Alvaro Muñoz, PhD, MS, a Bloomberg School Epidemiology professor, has figured prominently for 20 years in both the design and data interpretation of the pair’s liver and lung studies. All would attest that he has added his own blend of salsa to the mix. (A Colombia native prone to referring to acquaintances as “amigos,” Muñoz immediately endeared himself to QDLCI leaders when, prior to competing in a soup-slurping contest, he introduced himself as a former goat farmer from north of Beijing.)
“They love to have a good time,” says Bloomberg School senior scientist Patricia Egner, MS, a master of mass spectrometry who has served as clinical coordinator for the studies in China. “John and Tom are very loving people.”
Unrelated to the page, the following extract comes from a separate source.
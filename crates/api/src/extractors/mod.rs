//! Request extractors.

mod plex_user;

pub use plex_user::PlexUserId;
The pair has shared the love—particularly, the acclaim that comes from a much-coveted first authorship—with each other, with grad students and with colleagues like her, says Egner. Her name appears with John and Tom’s on the “friendship paper,” formally titled “Twenty Years of Collaboration with the Qidong Liver Cancer Institute: The Johns Hopkins Experience.”
It could be that, in an enduring friendship that is mutually nurturing, John and Tom have found the holy grail of cancer prevention, muses Wogan: that is, partnership seems likely to be a key to success in this complicated field marked by long-standing principles yet little progress.
“Others have done good work and deep studies and produced very strong data in animals. But translating that to people has proven a frustrating undertaking,” Wogan notes.
Those “others” he refers to have tended to be individual investigators. They didn’t have a best friend to push them off a cliff.
“The dynamic that’s at work between them is unusually complementary,” Wogan says. “There are very few examples of this kind of successful interaction and longtime collaboration that I can think of.”